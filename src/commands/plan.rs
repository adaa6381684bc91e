//! Plan command implementation.

use anyhow::Result;
use std::path::Path;
use tracing::info;

use crate::plan::Plan;
use crate::remote::apply::{pending_changes, Change, PendingAction};
use crate::state::ApplyState;

fn marker(action: PendingAction) -> char {
    match action {
        PendingAction::Create => '+',
        PendingAction::Update => '~',
        PendingAction::Replace => '!',
        PendingAction::Delete => '-',
        PendingAction::Unchanged => ' ',
    }
}

/// One line per change, unchanged resources left out.
pub fn format_changes(changes: &[Change]) -> Vec<String> {
    changes
        .iter()
        .filter(|c| c.action != PendingAction::Unchanged)
        .map(|c| format!("  {} {} ({})", marker(c.action), c.name, c.action))
        .collect()
}

/// Run the plan command
pub async fn run(config_path: &Path, state_override: Option<&Path>) -> Result<()> {
    let config = super::load_config(config_path)?;
    let state_file = super::state_path(&config, state_override);
    let plan = Plan::build(&config)?;
    let state = ApplyState::load(&state_file)?;

    info!(
        "{} resources for {}",
        plan.resources().len(),
        config.connection.destination()
    );

    let changes = pending_changes(plan.resources(), &state, &config.connection);
    let lines = format_changes(&changes);
    if lines.is_empty() {
        println!("[OK] Host is up to date");
        return Ok(());
    }

    println!("Changes:");
    for line in &lines {
        println!("{}", line);
    }
    println!();
    println!("{} change(s). Run 'hostward apply' to converge.", lines.len());

    Ok(())
}

#[cfg(test)]
mod tests {
    use super::*;

    fn change(name: &str, action: PendingAction) -> Change {
        Change {
            name: name.to_string(),
            action,
        }
    }

    #[test]
    fn test_format_changes_skips_unchanged() {
        let lines = format_changes(&[
            change("ipset/BLOCK", PendingAction::Unchanged),
            change("chain/filter/DOCKER-USER/ipv4", PendingAction::Update),
            change("service/web/docker-up", PendingAction::Replace),
            change("rule/old/ipv4", PendingAction::Delete),
        ]);
        assert_eq!(
            lines,
            vec![
                "  ~ chain/filter/DOCKER-USER/ipv4 (update)",
                "  ! service/web/docker-up (replace)",
                "  - rule/old/ipv4 (delete)",
            ]
        );
    }

    #[test]
    fn test_format_changes_empty() {
        assert!(format_changes(&[change("x", PendingAction::Unchanged)]).is_empty());
    }
}
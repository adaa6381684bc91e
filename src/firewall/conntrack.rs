//! Rewrite destination matches into conntrack "original destination" matches.
//!
//! Chains that see traffic after DNAT (`DOCKER-USER` for example) observe the
//! translated address and port. Filtering on what the client actually dialed needs
//! `--ctorigdst` / `--ctorigdstport` from the conntrack module instead.

use anyhow::Result;

use super::rule::Rule;
use crate::error::ProvisionError;

const CONNTRACK: &str = "conntrack";
const CT_ORIG_DST: &str = "--ctorigdst";
const CT_ORIG_DST_PORT: &str = "--ctorigdstport";

/// Append `flag value` (negated when requested) to the rule's conntrack module args.
fn append_conntrack(rule: &mut Rule, flag: &str, value: String, negated: bool) -> Result<()> {
    let addition = if negated {
        format!("! {} {}", flag, value)
    } else {
        format!("{} {}", flag, value)
    };
    let args = match rule.matching_module.get(CONNTRACK) {
        Some(existing) if !existing.trim().is_empty() => format!("{} {}", existing.trim(), addition),
        _ => addition,
    };

    let occurrences = args.split_whitespace().filter(|t| *t == flag).count();
    if occurrences > 1 {
        return Err(ProvisionError::ConntrackConflict {
            flag: flag.to_string(),
            args,
        }
        .into());
    }

    rule.matching_module.insert(CONNTRACK.to_string(), args);
    Ok(())
}

/// Move `destination_ports` (positive or negated) to `--ctorigdstport`.
pub fn rewrite_destination_ports(rule: &Rule) -> Result<Rule> {
    let mut out = rule.clone();
    if let Some(port) = out.matches.destination_ports.take() {
        append_conntrack(&mut out, CT_ORIG_DST_PORT, port.to_string(), false)?;
    }
    if let Some(port) = out.not.destination_ports.take() {
        append_conntrack(&mut out, CT_ORIG_DST_PORT, port.to_string(), true)?;
    }
    Ok(out)
}

/// Move `destination` (positive or negated) to `--ctorigdst`.
pub fn rewrite_destination(rule: &Rule) -> Result<Rule> {
    let mut out = rule.clone();
    if let Some(dst) = out.matches.destination.take() {
        append_conntrack(&mut out, CT_ORIG_DST, dst, false)?;
    }
    if let Some(dst) = out.not.destination.take() {
        append_conntrack(&mut out, CT_ORIG_DST, dst, true)?;
    }
    Ok(out)
}

/// Address rewrite followed by the port rewrite.
pub fn rewrite_original_destination(rule: &Rule) -> Result<Rule> {
    rewrite_destination_ports(&rewrite_destination(rule)?)
}
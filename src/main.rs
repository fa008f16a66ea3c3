//! Loopback demo: both link endpoints in one process, joined by
//! in-memory byte pipes.  A scripted host driver starts a session, lets
//! telemetry flow, resets, then runs a second session before exiting.

use anyhow::Context;
use edge_executor::LocalExecutor;
use embassy_time::Timer;
use futures_lite::future::block_on;
use log::info;

use aquasense::app::events::LogEventSink;
use aquasense::channels::{CONTROLLER_FRAMES, HOST_COMMANDS, PLATFORM_FRAMES};
use aquasense::config::SystemConfig;
use aquasense::controller;
use aquasense::link::io_task::{frame_pump, host_line_pump};
use aquasense::link::transport::{duplex, BytePipe, ByteTransport, PipeEnd};
use aquasense::pipeline::{self, LogIndicator};
use aquasense::platform;
use aquasense::sensors::SensorHub;

// The simulated serial lines: sensor link plus host link, one pipe per
// direction.
static CTRL_TO_PLAT: BytePipe = BytePipe::new();
static PLAT_TO_CTRL: BytePipe = BytePipe::new();
static HOST_TO_CTRL: BytePipe = BytePipe::new();
static CTRL_TO_HOST: BytePipe = BytePipe::new();

fn load_config() -> anyhow::Result<SystemConfig> {
    match std::env::var("AQUASENSE_CONFIG") {
        Ok(path) => {
            let text = std::fs::read_to_string(&path)
                .with_context(|| format!("reading config file {path}"))?;
            serde_json::from_str(&text).with_context(|| format!("parsing config file {path}"))
        }
        Err(_) => Ok(SystemConfig::default()),
    }
}

async fn host_driver(mut host: PipeEnd, demo_secs: u64) -> anyhow::Result<()> {
    info!("host: START");
    host.write_bytes(b"START\n").await?;
    Timer::after_secs(demo_secs).await;

    info!("host: RESET");
    host.write_bytes(b"RESET\n").await?;
    Timer::after_secs(2).await;

    info!("host: START (second session)");
    host.write_bytes(b"START\n").await?;
    Timer::after_secs(demo_secs).await;

    info!("host: demo complete");
    Ok(())
}

fn main() -> anyhow::Result<()> {
    env_logger::Builder::from_env(env_logger::Env::default().default_filter_or("info")).init();

    let config = load_config()?;
    info!("aquasense loopback starting: {config:?}");

    let (controller_end, platform_end) = duplex(&CTRL_TO_PLAT, &PLAT_TO_CTRL);
    let (host_end, controller_host_end) = duplex(&HOST_TO_CTRL, &CTRL_TO_HOST);

    let ex: LocalExecutor = LocalExecutor::default();

    // Byte pumps: transport -> decoder -> bounded channel.
    ex.spawn(frame_pump(controller_end, &CONTROLLER_FRAMES, "controller"))
        .detach();
    ex.spawn(frame_pump(platform_end, &PLATFORM_FRAMES, "platform"))
        .detach();
    ex.spawn(host_line_pump(controller_host_end, &HOST_COMMANDS))
        .detach();

    // The three long-running stages.
    ex.spawn(controller::task::run(
        controller_end,
        config.clone(),
        LogEventSink,
    ))
    .detach();
    ex.spawn(platform::task::run(
        platform_end,
        SensorHub::new(config.sensor_noise_seed),
    ))
    .detach();
    ex.spawn(pipeline::task::run(LogIndicator)).detach();

    block_on(ex.run(host_driver(host_end, config.demo_telemetry_secs)))
}
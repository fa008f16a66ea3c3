//! Sensor-link frame codec.
//!
//! Wire format (ASCII, newline terminated):
//! ```text
//! ┌───┬────────┬───┬─────────┬───┬──────────┬───┬───┬───┬────────┬────┐
//! │ $ │ TAG(5) │ , │ ID(1-2) │ , │ PRM(0-8) │ , │ * │ , │ CS(2h) │ \n │
//! └───┴────────┴───┴─────────┴───┴──────────┴───┴───┴───┴────────┴────┘
//! ```
//!
//! The checksum is the running XOR of every byte from `'$'` through the
//! comma immediately preceding the checksum field, inclusive.  The decoder
//! consumes one byte at a time so it can operate incrementally on a live
//! stream — a single transport read may deliver part of a field, or
//! several frames back to back.
//!
//! A `'$'` at any point pre-empts whatever is in flight: the in-progress
//! message is discarded and parsing restarts at the tag field.

use heapless::{String, Vec};
use log::debug;

use super::message::{Message, MessageKind, SensorTag};

/// Maximum encoded frame length ("$TURBD,99,99999999,*,ff\n" is 24 bytes).
pub const FRAME_MAX: usize = 32;

/// Digits accepted into the message-id field; extras are consumed but dropped.
const MSG_ID_DIGITS: u8 = 2;

/// Digits accepted into the params field; extras are consumed but dropped.
const PARAM_DIGITS: u8 = 8;

/// An encoded frame ready for transmission.
pub type FrameBuf = Vec<u8, FRAME_MAX>;

/// Decoder state machine.
#[derive(Debug, Clone, Copy, PartialEq, Eq)]
enum ParserState {
    /// Discarding bytes until the next frame start.
    Waiting,
    /// Accumulating the 5-character sensor tag.
    SensorIdField,
    /// Accumulating message-id digits.
    MessageIdField,
    /// Accumulating params digits.
    ParamsField,
    /// Skipping the literal `'*'` up to its trailing comma.
    StarField,
    /// Accumulating the two checksum hex digits.
    ChecksumField,
}

/// Streaming frame decoder.
///
/// One instance per physical link, owned by the task that drains that
/// link's byte queue.  Never shared.
pub struct FrameDecoder {
    state: ParserState,
    message: Message,
    checksum_acc: u8,
    tag_buf: [u8; 5],
    tag_len: usize,
    id_digits: u8,
    param_digits: u8,
    cs_buf: [u8; 2],
    cs_len: usize,
    rejected: u32,
}

impl FrameDecoder {
    pub fn new() -> Self {
        Self {
            state: ParserState::Waiting,
            message: Message::default(),
            checksum_acc: 0,
            tag_buf: [0; 5],
            tag_len: 0,
            id_digits: 0,
            param_digits: 0,
            cs_buf: [0; 2],
            cs_len: 0,
            rejected: 0,
        }
    }

    /// Feed one byte into the decoder.
    ///
    /// Returns `Some(message)` only when a frame completed *and* its
    /// checksum verified.  A fully parsed frame with a bad checksum is
    /// consumed, counted, and dropped — it is never yielded.
    pub fn push(&mut self, byte: u8) -> Option<Message> {
        // Frame start wins over everything, including an in-flight frame.
        if byte == b'$' {
            self.restart(byte);
            return None;
        }

        match self.state {
            ParserState::Waiting => {}

            ParserState::SensorIdField => {
                self.checksum_acc ^= byte;
                if byte == b',' {
                    self.state = ParserState::MessageIdField;
                } else if self.tag_len < self.tag_buf.len() {
                    self.tag_buf[self.tag_len] = byte;
                    self.tag_len += 1;
                    if self.tag_len == self.tag_buf.len() {
                        self.message.tag = SensorTag::from_wire(&self.tag_buf);
                        if self.message.tag == SensorTag::None {
                            // Unknown tag: abandon the frame outright.
                            self.state = ParserState::Waiting;
                        }
                    }
                }
            }

            ParserState::MessageIdField => {
                self.checksum_acc ^= byte;
                if byte == b',' {
                    self.state = ParserState::ParamsField;
                } else if byte.is_ascii_digit() {
                    if self.id_digits < MSG_ID_DIGITS {
                        self.message.message_id =
                            self.message.message_id * 10 + (byte - b'0');
                    }
                    self.id_digits += 1;
                }
            }

            ParserState::ParamsField => {
                self.checksum_acc ^= byte;
                if byte == b',' {
                    self.state = ParserState::StarField;
                } else if byte.is_ascii_digit() {
                    if self.param_digits < PARAM_DIGITS {
                        self.message.params =
                            self.message.params * 10 + u32::from(byte - b'0');
                    }
                    self.param_digits += 1;
                }
            }

            ParserState::StarField => {
                self.checksum_acc ^= byte;
                if byte == b',' {
                    self.state = ParserState::ChecksumField;
                }
            }

            ParserState::ChecksumField => {
                if self.cs_len < 2 {
                    self.cs_buf[self.cs_len] = byte;
                    self.cs_len += 1;
                }
                if self.cs_len == 2 {
                    self.state = ParserState::Waiting;
                    return self.verify();
                }
            }
        }

        None
    }

    /// Reset decoder state (e.g. after a transport reconnect).
    pub fn reset(&mut self) {
        self.restart(0);
        self.state = ParserState::Waiting;
    }

    /// Frames fully parsed but dropped on checksum mismatch.
    pub fn rejected(&self) -> u32 {
        self.rejected
    }

    // ── Internal ─────────────────────────────────────────────

    fn restart(&mut self, first_byte: u8) {
        self.state = ParserState::SensorIdField;
        self.message = Message::default();
        self.checksum_acc = first_byte;
        self.tag_len = 0;
        self.id_digits = 0;
        self.param_digits = 0;
        self.cs_len = 0;
    }

    fn verify(&mut self) -> Option<Message> {
        // Both hex digit cases are accepted; garbage parses as a mismatch.
        let carried = core::str::from_utf8(&self.cs_buf)
            .ok()
            .and_then(|s| u8::from_str_radix(s, 16).ok());

        self.message.checksum = carried.unwrap_or(0);
        if carried == Some(self.checksum_acc) {
            self.message.checksum_valid = true;
            self.message.ready = true;
            Some(core::mem::take(&mut self.message))
        } else {
            self.rejected = self.rejected.wrapping_add(1);
            debug!(
                "frame rejected: carried checksum {:02x?}, computed {:02x}",
                self.cs_buf, self.checksum_acc
            );
            self.message = Message::default();
            None
        }
    }
}

impl Default for FrameDecoder {
    fn default() -> Self {
        Self::new()
    }
}

// ───────────────────────────────────────────────────────────────
// Encoding
// ───────────────────────────────────────────────────────────────

const HEX: &[u8; 16] = b"0123456789abcdef";

/// Render a frame for the given tag, message id, and optional payload.
///
/// Returns `None` for tags that cannot appear on the wire.  The params
/// field is eight zero-padded digits when present and empty otherwise
/// (ack and reset frames carry no payload).
pub fn encode_frame(tag: SensorTag, message_id: u8, params: Option<u32>) -> Option<FrameBuf> {
    use core::fmt::Write;

    let wire = tag.wire()?;
    let mut text: String<FRAME_MAX> = String::new();
    write!(text, "${},{:02},", wire, message_id).ok()?;
    if let Some(value) = params {
        write!(text, "{:08}", value).ok()?;
    }
    text.push_str(",*,00\n").ok()?;

    let mut buf: FrameBuf = Vec::from_slice(text.as_bytes()).ok()?;
    seal(&mut buf);
    Some(buf)
}

/// Data report: `$<TAG>,03,<value x8>,*,<cs>\n`.
pub fn encode_data(tag: SensorTag, value: u32) -> Option<FrameBuf> {
    encode_frame(tag, MessageKind::Data.id(), Some(value))
}

/// Enable command carrying the report period in milliseconds.
pub fn encode_enable(tag: SensorTag, period_ms: u32) -> Option<FrameBuf> {
    encode_frame(tag, MessageKind::Command.id(), Some(period_ms))
}

/// Acknowledgment frame with an empty payload field.
pub fn encode_ack(tag: SensorTag) -> Option<FrameBuf> {
    encode_frame(tag, MessageKind::Ack.id(), None)
}

/// Reset command addressed to the whole platform: `$CNTRL,00,,*,<cs>\n`.
pub fn encode_reset() -> FrameBuf {
    // Controller tag always encodes; the unwrap cannot fire.
    encode_frame(SensorTag::Controller, MessageKind::Command.id(), None)
        .unwrap_or_default()
}

/// Overwrite the checksum placeholder with the XOR of every byte from
/// `'$'` through the comma before the checksum field, inclusive.
fn seal(buf: &mut FrameBuf) {
    let n = buf.len();
    debug_assert!(n >= 4, "sealed frame must carry checksum and newline");
    let cs = buf[..n - 3].iter().fold(0u8, |acc, b| acc ^ b);
    buf[n - 3] = HEX[usize::from(cs >> 4)];
    buf[n - 2] = HEX[usize::from(cs & 0x0f)];
}
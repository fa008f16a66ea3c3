//! Unified error types for the AquaSense link.
//!
//! The protocol layer is deliberately silent about most failures: a
//! malformed or corrupt frame is dropped and the sensors re-report on
//! their next period.  Typed errors therefore only surface at the
//! transport boundary, where a broken byte channel is fatal for the
//! owning pump task.  All variants are `Copy` so they can be passed
//! around without allocation.

use core::fmt;

/// Errors from a [`ByteTransport`](crate::link::ByteTransport).
#[derive(Debug, Clone, Copy, PartialEq, Eq)]
pub enum LinkError {
    /// The peer end of the transport has gone away.
    TransportClosed,
    /// The transport rejected a write (buffer exhausted or line down).
    WriteFailed,
}

impl fmt::Display for LinkError {
    fn fmt(&self, f: &mut fmt::Formatter<'_>) -> fmt::Result {
        match self {
            Self::TransportClosed => write!(f, "transport closed"),
            Self::WriteFailed => write!(f, "transport write failed"),
        }
    }
}

impl core::error::Error for LinkError {}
--------------------
Action item: Find "use crate::error::ProvisionError;" in the entries above and copy that whole line exactly, then each line after it through the line that contains "let args = match".

Problem solution:
use crate::error::ProvisionError;

const CONNTRACK: &str = "conntrack";
const CT_ORIG_DST: &str = "--ctorigdst";
const CT_ORIG_DST_PORT: &str = "--ctorigdstport";

/// Append `flag value` (negated when requested) to the rule's conntrack module args.
fn append_conntrack(rule: &mut Rule, flag: &str, value: String, negated: bool) -> Result<()> {
    let addition = if negated {
        format!("! {} {}", flag, value)
    } else {
        format!("{} {}", flag, value)
    };
    let args = match rule.matching_module.get(CONNTRACK) {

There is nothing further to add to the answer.